1. Challenges for Internal Audit Teams

Internal audit teams are now being challenged to keep a rigorous view on OT security program activities as well, in addition to IT security / services and other technology based program activities. In many cases, audit teams may not be familiar or skilled in understanding the risks across the OT/ICS or production control systems / network environments. So they may rely completely on either their internal counterparts in CISO/CIO business unit(s) and or external auditors (typically big 4 or niche specialist consulting firms) to help with an independent view on the current state and or maturity of the program. While that is important and totally fine; audit teams should also be equipping themselves to build some internal skill sets and capabilities on understanding IT & OT cybersecurity risks and be able to digest views presented by internal / external stakeholders to form their audit opinions.
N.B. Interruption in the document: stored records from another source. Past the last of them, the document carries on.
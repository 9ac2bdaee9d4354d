// =============================================================================
// Live transports: WebSocket push feeds and fixed-interval REST polling
// =============================================================================
//
// The stream manager only sees the `LiveConnector` / `LiveConnection` seam;
// the concrete transports below open sockets or timers for a
// `ChannelDescriptor`.  Tests substitute scripted connectors.

use std::time::Duration;

use async_trait::async_trait;
use futures_util::{SinkExt, StreamExt};
use tokio::net::TcpStream;
use tokio::time::{interval_at, Instant, Interval, MissedTickBehavior};
use tokio_tungstenite::tungstenite::Message;
use tokio_tungstenite::{connect_async, MaybeTlsStream, WebSocketStream};
use tracing::{debug, info};

use super::history::HistoricalLoader;
use crate::error::SyncError;
use crate::providers::{ChannelDescriptor, LiveFrame, RequestDescriptor};

// ---------------------------------------------------------------------------
// Traits
// ---------------------------------------------------------------------------

/// Opens a transport for a channel.
#[async_trait]
pub trait LiveConnector: Send + Sync {
    /// `reconnect` is set for every attempt after the first one of a channel.
    async fn connect(&self, channel: &ChannelDescriptor, reconnect: bool) -> Result<Box<dyn LiveConnection>, SyncError>;
}

/// An established transport.
#[async_trait]
pub trait LiveConnection: Send {
    /// Next payload.  `Ok(None)` means the peer closed the transport.
    async fn next_frame(&mut self) -> Result<Option<LiveFrame>, SyncError>;

    /// Write a text message (subscriptions, heartbeat replies).
    async fn send_text(&mut self, text: String) -> Result<(), SyncError>;
}

// ---------------------------------------------------------------------------
// Default connector
// ---------------------------------------------------------------------------

/// Connector used outside of tests.
#[derive(Debug, Clone)]
pub struct NetworkConnector {
    loader: HistoricalLoader,
    connect_timeout: Duration,
}

impl NetworkConnector {
    pub fn new(loader: HistoricalLoader, connect_timeout: Duration) -> Self {
        Self {
            loader,
            connect_timeout,
        }
    }
}

#[async_trait]
impl LiveConnector for NetworkConnector {
    async fn connect(&self, channel: &ChannelDescriptor, reconnect: bool) -> Result<Box<dyn LiveConnection>, SyncError> {
        match channel {
            ChannelDescriptor::WebSocket { url, subscribe } => {
                let mut conn = WsConnection::open(url, self.connect_timeout).await?;
                if let Some(msg) = subscribe {
                    debug!(url = %url, "sending subscription");
                    conn.send_text(msg.clone()).await?;
                }
                Ok(Box::new(conn))
            }
            ChannelDescriptor::Poll { request, every } => {
                info!(url = %request.url, every_secs = every.as_secs(), reconnect, "starting poll channel");
                Ok(Box::new(PollConnection::new(self.loader.clone(), request.clone(), *every, reconnect)))
            }
        }
    }
}

// ---------------------------------------------------------------------------
// WebSocket
// ---------------------------------------------------------------------------

pub struct WsConnection {
    stream: WebSocketStream<MaybeTlsStream<TcpStream>>,
}

impl WsConnection {
    pub async fn open(url: &str, connect_timeout: Duration) -> Result<Self, SyncError> {
        let (stream, _response) = tokio::time::timeout(connect_timeout, connect_async(url))
            .await
            .map_err(|_| SyncError::TransportError(format!("connect to {url} timed out after {connect_timeout:?}")))??;
        info!(url = %url, "websocket connected");
        Ok(Self { stream })
    }
}

#[async_trait]
impl LiveConnection for WsConnection {
    async fn next_frame(&mut self) -> Result<Option<LiveFrame>, SyncError> {
        while let Some(msg) = self.stream.next().await {
            match msg? {
                Message::Text(text) => return Ok(Some(LiveFrame::Text(text))),
                Message::Binary(bytes) => return Ok(Some(LiveFrame::Binary(bytes))),
                Message::Close(frame) => {
                    debug!(?frame, "websocket closed by peer");
                    return Ok(None);
                }
                // Protocol ping/pong is answered by tungstenite itself.
                Message::Ping(_) | Message::Pong(_) | Message::Frame(_) => continue,
            }
        }
        Ok(None)
    }

    async fn send_text(&mut self, text: String) -> Result<(), SyncError> {
        self.stream.send(Message::Text(text)).await?;
        Ok(())
    }
}

// ---------------------------------------------------------------------------
// Poll
// ---------------------------------------------------------------------------

/// Re-issues one REST request every `every`; each response body is a frame.
///
/// A fresh channel waits one period before the first fetch, since the seed
/// just covered "now".  A reconnect fetches immediately so the gap after a
/// backoff is not stretched by another full period.
pub struct PollConnection {
    loader: HistoricalLoader,
    request: RequestDescriptor,
    ticker: Interval,
}

impl PollConnection {
    pub fn new(loader: HistoricalLoader, request: RequestDescriptor, every: Duration, immediate: bool) -> Self {
        let start = if immediate { Instant::now() } else { Instant::now() + every };
        let mut ticker = interval_at(start, every);
        ticker.set_missed_tick_behavior(MissedTickBehavior::Delay);
        Self {
            loader,
            request,
            ticker,
        }
    }
}

#[async_trait]
impl LiveConnection for PollConnection {
    async fn next_frame(&mut self) -> Result<Option<LiveFrame>, SyncError> {
        self.ticker.tick().await;
        let body = self.loader.fetch_body(&self.request).await?;
        Ok(Some(LiveFrame::Text(body)))
    }

    async fn send_text(&mut self, _text: String) -> Result<(), SyncError> {
        Ok(())
    }
}

// ---------------------------------------------------------------------------
// Tests
// ---------------------------------------------------------------------------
2. Suggested Approach for Internal Auditors

Below is a high-level approach that audit teams / internal auditors can adopt to have a sound grasp in keeping tabs on IT & OT cybersecurity program activities across the business (but not limited) to:

👉 Understand business vision and mission.

👉 Understand departments (Audit) mission in support for the business mission.
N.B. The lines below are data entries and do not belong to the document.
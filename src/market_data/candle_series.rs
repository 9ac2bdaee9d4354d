use serde::{Deserialize, Serialize};

use crate::types::Candle;

// ---------------------------------------------------------------------------
// Seed result
// ---------------------------------------------------------------------------

/// Normalized output of one historical fetch.
#[derive(Debug, Clone, PartialEq)]
pub struct LoadedHistory {
    pub candles: Vec<Candle>,
    /// Fewer than two candles came back; indicators stay empty.
    pub thin: bool,
}

impl LoadedHistory {
    /// Deduplicate by time (last occurrence wins) and sort ascending.
    pub fn from_raw(raw: Vec<Candle>) -> Self {
        let candles = normalize_history(raw);
        let thin = candles.len() < 2;
        Self { candles, thin }
    }
}

/// Deduplicate by `time`, keeping the **last** occurrence, then sort ascending.
pub fn normalize_history(raw: Vec<Candle>) -> Vec<Candle> {
    let mut indexed: Vec<(usize, Candle)> = raw.into_iter().enumerate().collect();
    // Stable on time, later input index last, so the final entry of each run
    // is the one to keep.
    indexed.sort_by(|(ia, a), (ib, b)| a.time.cmp(&b.time).then(ia.cmp(ib)));

    let mut out: Vec<Candle> = Vec::with_capacity(indexed.len());
    for (_, candle) in indexed {
        match out.last_mut() {
            Some(last) if last.time == candle.time => *last = candle,
            _ => out.push(candle),
        }
    }
    out
}

// ---------------------------------------------------------------------------
// Merge
// ---------------------------------------------------------------------------

/// What a single `merge` call did to the series.
#[derive(Debug, Clone, Copy, PartialEq, Eq, Serialize, Deserialize)]
pub enum MergeOutcome {
    Appended,
    ReplacedLast,
    DiscardedStale,
}

impl std::fmt::Display for MergeOutcome {
    fn fmt(&self, f: &mut std::fmt::Formatter<'_>) -> std::fmt::Result {
        match self {
            Self::Appended => write!(f, "appended"),
            Self::ReplacedLast => write!(f, "replaced_last"),
            Self::DiscardedStale => write!(f, "discarded_stale"),
        }
    }
}

// ---------------------------------------------------------------------------
// CandleSeries
// ---------------------------------------------------------------------------

/// Ordered candle series owned by one chart session.
///
/// Seeded once through [`CandleSeries::from_history`]; afterwards the only way
/// to change it is [`CandleSeries::merge`], which keeps `time` strictly
/// increasing.
#[derive(Debug, Clone, Default)]
pub struct CandleSeries {
    candles: Vec<Candle>,
    thin: bool,
}

impl CandleSeries {
    pub fn from_history(history: LoadedHistory) -> Self {
        Self {
            candles: history.candles,
            thin: history.thin,
        }
    }

    /// Fold one live candle into the series.
    ///
    /// * same time as the last candle: the last candle is replaced
    ///   (in-progress bucket update)
    /// * newer time, or empty series: appended
    /// * older time: dropped, series untouched
    pub fn merge(&mut self, incoming: Candle) -> MergeOutcome {
        match self.candles.last_mut() {
            None => {
                self.candles.push(incoming);
                MergeOutcome::Appended
            }
            Some(last) if incoming.time == last.time => {
                *last = incoming;
                MergeOutcome::ReplacedLast
            }
            Some(last) if incoming.time > last.time => {
                self.candles.push(incoming);
                MergeOutcome::Appended
            }
            Some(_) => MergeOutcome::DiscardedStale,
        }
    }

    pub fn candles(&self) -> &[Candle] {
        &self.candles
    }

    pub fn last(&self) -> Option<&Candle> {
        self.candles.last()
    }

    pub fn len(&self) -> usize {
        self.candles.len()
    }

    pub fn is_empty(&self) -> bool {
        self.candles.is_empty()
    }

    /// Seeded from fewer than two candles.
    pub fn is_thin(&self) -> bool {
        self.thin
    }

    /// Close prices, oldest first.
    pub fn closes(&self) -> Vec<f64> {
        self.candles.iter().map(|c| c.close).collect()
    }
}

// ---------------------------------------------------------------------------
// Tests
// ---------------------------------------------------------------------------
👉 Understand what drives the business and what's critically important for its success?

👉 Understand a typical manufacturing workflow or lifecycle for the business.

👉 Know the key stakeholders across that manufacturing workflow.

👉 Understand Governance and Org. structure.

👉 Understand IT/enterprise technology stack and business processes.

👉 Understand OT/ICS key technology stack and production processes.

👉 Understand what local / regional regulatory frameworks the business needs to comply with?

👉 Understand Digital strategy for the business (if business have one documented) - if none exists - highlight this as a potential risk.

👉 Understand both IT & OT Cybersecurity Strategy - if none exists - highlight this as a potential risk.

👉 Understand joint IT & OT Governance steering committee structure and either get the steering co. regular updates and or and be a participant - depending upon org. culture. If no such joint committee - highlight this as a potential risk.

👉 Understand Cybersecurity program / roadmap - typically a 1 to 3 year plan (if any) and its alignment with the business mission.

👉 Understand ISMS for IT and CSMS for OT (if business have one) and or any other frameworks used - if none exists - highlight this as a potential risk.

👉 Understand IT & OT/ICS network architecture and segregation - if none exists - highlight this as a potentially high risk.

👉 Understand IT Cybersecurity controls and their ability to reduce risks on business systems / operations - if none exists - highlight this as a potential risk.

👉 Understand OT Cybersecurity controls and their ability to reduce risks on production systems / operations - if none exists - highlight this as a potential risk.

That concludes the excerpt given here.